*DATA IN THIS EXERCISE*.
-.-.-
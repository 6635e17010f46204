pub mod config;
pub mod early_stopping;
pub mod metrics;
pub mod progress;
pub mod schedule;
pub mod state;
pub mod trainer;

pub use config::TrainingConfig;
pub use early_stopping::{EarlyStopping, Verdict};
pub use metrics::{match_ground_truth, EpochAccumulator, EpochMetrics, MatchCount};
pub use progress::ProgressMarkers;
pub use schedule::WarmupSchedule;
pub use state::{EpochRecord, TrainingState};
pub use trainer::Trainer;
-.-.-
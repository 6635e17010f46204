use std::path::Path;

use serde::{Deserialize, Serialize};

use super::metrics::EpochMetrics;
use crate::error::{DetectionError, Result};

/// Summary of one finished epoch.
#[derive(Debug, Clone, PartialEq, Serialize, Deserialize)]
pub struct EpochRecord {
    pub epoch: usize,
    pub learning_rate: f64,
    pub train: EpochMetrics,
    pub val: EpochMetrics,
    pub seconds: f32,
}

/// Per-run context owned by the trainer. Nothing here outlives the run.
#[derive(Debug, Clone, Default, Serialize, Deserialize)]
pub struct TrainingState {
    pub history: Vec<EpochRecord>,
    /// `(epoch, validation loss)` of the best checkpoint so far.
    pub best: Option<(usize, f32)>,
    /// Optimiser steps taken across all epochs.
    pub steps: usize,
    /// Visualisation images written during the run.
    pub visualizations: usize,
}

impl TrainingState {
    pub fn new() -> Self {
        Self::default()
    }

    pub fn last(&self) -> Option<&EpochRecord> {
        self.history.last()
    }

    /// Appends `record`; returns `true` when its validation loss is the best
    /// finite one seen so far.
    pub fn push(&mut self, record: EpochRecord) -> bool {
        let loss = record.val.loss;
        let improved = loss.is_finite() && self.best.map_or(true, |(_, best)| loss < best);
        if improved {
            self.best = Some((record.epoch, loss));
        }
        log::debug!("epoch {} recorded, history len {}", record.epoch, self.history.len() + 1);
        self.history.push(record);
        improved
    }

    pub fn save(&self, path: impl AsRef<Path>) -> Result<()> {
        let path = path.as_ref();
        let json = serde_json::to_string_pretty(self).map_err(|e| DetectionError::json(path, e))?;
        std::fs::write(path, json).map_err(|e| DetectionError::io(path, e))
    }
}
-.-.-
*TASK REQUIREMENTS*.
Your answer should be only a number: how many lines in the records hold the word "steps".

*TASK SOLUTION*.
2